But I confess that sometimes I get sick of myself, of the way I word things, of the themes I tackle habitually. When we’re not full of an idea, or when we suspect that we, too, are covering familiar territory repeatedly, an outside idea can broaden us. If the idea seems too alien, we can free write about it and see what associations it calls up. We can make lists of possible directions we can take the story.

Second question. I see nothing wrong with writing for contests. You might win! I’m ignorant about this: Do contests really specify that characters have to be troubled teens? If they do, and you’re in the mood for something outside your usual genre, sure, go for it. If they don’t, why not submit something in your usual vein anyway, in the hope that good writing will win the day?

Now let’s imagine that the almost unimaginable best happens: You write an edgy story about a disturbed and disturbing teen and win the contest, which is not what’s almost unimaginable. Of course you can win! What follows, however, is that the story gets national attention, is anthologized in a collection of best short stories by emerging writers in 2015. Suddenly, you are urged to keep writing in this new vein.

Well, if you were delighted with this new genre and have lots more ideas, pursue what interests you. But if you still love your old genre, go back to it. Your new readers may follow you. Some certainly will. And even if no one does, the most important thing is to be the voice you want to be.

Fourth question. There is nothing wrong with writing adult characters when you’re a teenager.
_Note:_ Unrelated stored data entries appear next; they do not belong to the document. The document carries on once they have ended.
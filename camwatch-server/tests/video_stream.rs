use camwatch::manager::{DeviceManager, ManagerConfig, MemoryStore};
use camwatch::sync::Teardown;
use camwatch_core::source::{CameraIdentity, CameraSource};
use camwatch_server::streaming::ViewerGauge;
use camwatch_server::{router, AppState, Config};
use camwatch_simulation::{SimDevice, SimDriver};
use futures::StreamExt;
use std::net::SocketAddr;
use std::sync::Arc;
use std::time::Duration;
use tokio::net::TcpStream;
use tokio::time::timeout;
use tokio_tungstenite::tungstenite::{self, Message};
use tokio_tungstenite::{connect_async, MaybeTlsStream, WebSocketStream};

type Client = WebSocketStream<MaybeTlsStream<TcpStream>>;

struct TestServer {
    addr: SocketAddr,
    manager: DeviceManager,
    shutdown: Teardown,
    viewers: ViewerGauge,
}

impl TestServer {
    async fn start(token: Option<&str>) -> Self {
        let driver = Arc::new(SimDriver::new().with_device(SimDevice::local(0).fps(30)));
        let manager = DeviceManager::spawn(driver, Arc::new(MemoryStore::new()), ManagerConfig::default())
            .unwrap();
        manager.check_system_cameras().await.unwrap();

        let mut config = Config::default();
        config.auth.token = token.map(String::from);
        let shutdown = Teardown::new();
        let state = AppState::new(manager.clone(), &config, shutdown.clone());
        let viewers = state.viewers.clone();

        let listener = tokio::net::TcpListener::bind("127.0.0.1:0").await.unwrap();
        let addr = listener.local_addr().unwrap();
        tokio::spawn(async move {
            axum::serve(listener, router(state)).await.unwrap();
        });

        Self {
            addr,
            manager,
            shutdown,
            viewers,
        }
    }

    fn url(&self, path: &str) -> String {
        format!("ws://{}{}", self.addr, path)
    }

    async fn wait_for_viewers(&self, expected: usize) {
        for _ in 0..200 {
            if self.viewers.current() == expected {
                return;
            }
            tokio::time::sleep(Duration::from_millis(10)).await;
        }
        panic!("expected {expected} viewers, found {}", self.viewers.current());
    }
}

async fn next_frame(client: &mut Client) -> Vec<u8> {
    loop {
        let message = timeout(Duration::from_secs(5), client.next())
            .await
            .expect("frame should arrive in time")
            .expect("stream should stay open")
            .expect("valid websocket message");
        if let Message::Binary(data) = message {
            return data.to_vec();
        }
    }
}

async fn wait_closed(client: &mut Client) {
    loop {
        match timeout(Duration::from_secs(5), client.next())
            .await
            .expect("session should end")
        {
            None | Some(Err(_)) | Some(Ok(Message::Close(_))) => return,
            Some(Ok(_)) => continue,
        }
    }
}

fn http_status(result: Result<(Client, tungstenite::handshake::client::Response), tungstenite::Error>) -> u16 {
    match result {
        Err(tungstenite::Error::Http(response)) => response.status().as_u16(),
        Err(e) => panic!("unexpected error: {e}"),
        Ok(_) => panic!("upgrade should have been refused"),
    }
}

#[tokio::test]
async fn unknown_camera_is_not_upgraded() {
    let server = TestServer::start(None).await;

    let status = http_status(connect_async(server.url("/video/missing")).await);
    assert_eq!(status, 404);
    assert_eq!(server.viewers.current(), 0);

    server.manager.close().await.unwrap();
}

#[tokio::test]
async fn viewers_are_independent() {
    let server = TestServer::start(None).await;

    let (mut first, _) = connect_async(server.url("/video/0")).await.unwrap();
    let (mut second, _) = connect_async(server.url("/video/0")).await.unwrap();

    let a = next_frame(&mut first).await;
    let b = next_frame(&mut second).await;
    assert_eq!(&a[..2], &[0xFF, 0xD8]);
    assert_eq!(&b[..2], &[0xFF, 0xD8]);
    server.wait_for_viewers(2).await;

    first.close(None).await.unwrap();
    drop(first);
    server.wait_for_viewers(1).await;

    let c = next_frame(&mut second).await;
    assert_eq!(&c[..2], &[0xFF, 0xD8]);

    server.manager.close().await.unwrap();
}

#[tokio::test]
async fn removing_camera_ends_sessions() {
    let server = TestServer::start(None).await;
    let (mut client, _) = connect_async(server.url("/video/0")).await.unwrap();
    next_frame(&mut client).await;

    let id = CameraIdentity::of(&CameraSource::Device(0));
    server.manager.remove_camera(&id).await.unwrap();

    wait_closed(&mut client).await;
    server.wait_for_viewers(0).await;

    let status = http_status(connect_async(server.url("/video/0")).await);
    assert_eq!(status, 404);

    server.manager.close().await.unwrap();
}

#[tokio::test]
async fn shutdown_ends_sessions() {
    let server = TestServer::start(None).await;
    let (mut client, _) = connect_async(server.url("/video/0")).await.unwrap();
    next_frame(&mut client).await;

    server.shutdown.fire();
    wait_closed(&mut client).await;
    server.wait_for_viewers(0).await;

    server.manager.close().await.unwrap();
}

#[tokio::test]
async fn token_is_required_when_configured() {
    let server = TestServer::start(Some("s3cret")).await;

    let status = http_status(connect_async(server.url("/video/0")).await);
    assert_eq!(status, 401);

    let status = http_status(connect_async(server.url("/video/0?token=wrong")).await);
    assert_eq!(status, 401);

    let (mut client, _) = connect_async(server.url("/video/0?token=s3cret")).await.unwrap();
    let frame = next_frame(&mut client).await;
    assert_eq!(&frame[..2], &[0xFF, 0xD8]);

    server.manager.close().await.unwrap();
}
Some people only catch up to their emotional, mental age when they reach their forties. And anyway, it’s hard to avoid writing adult secondary characters, so young writers have experience.

But if you’re writing from in the first person of an adult, you may want to ask an adult if you’re getting it right, if the voice rings authentically adult. It’s not so different from writing in a voice of the opposite sex. We want to be sure we’re hitting the right note.

Here is one tip that may be helpful for some: Sarcasm tends to fade in adulthood. Just saying.

I’ve been an adult for a long time as we all know since my recent birthday. My interior life was very different when I was in my twenties than in my forties and again in my sixties. It was different, aside from age, when I was working for someone else from what it is now, working myself and living a writing life. If I live to be very old, I suspect it will change again. So there’s all that to consider. Still, go for it if that’s what appeals to you.

The fifth question is easy. Of course historical fiction is a fit topic for a teen. A great topic! As has come up recently, we want to do our research and get the details and the big historical events right.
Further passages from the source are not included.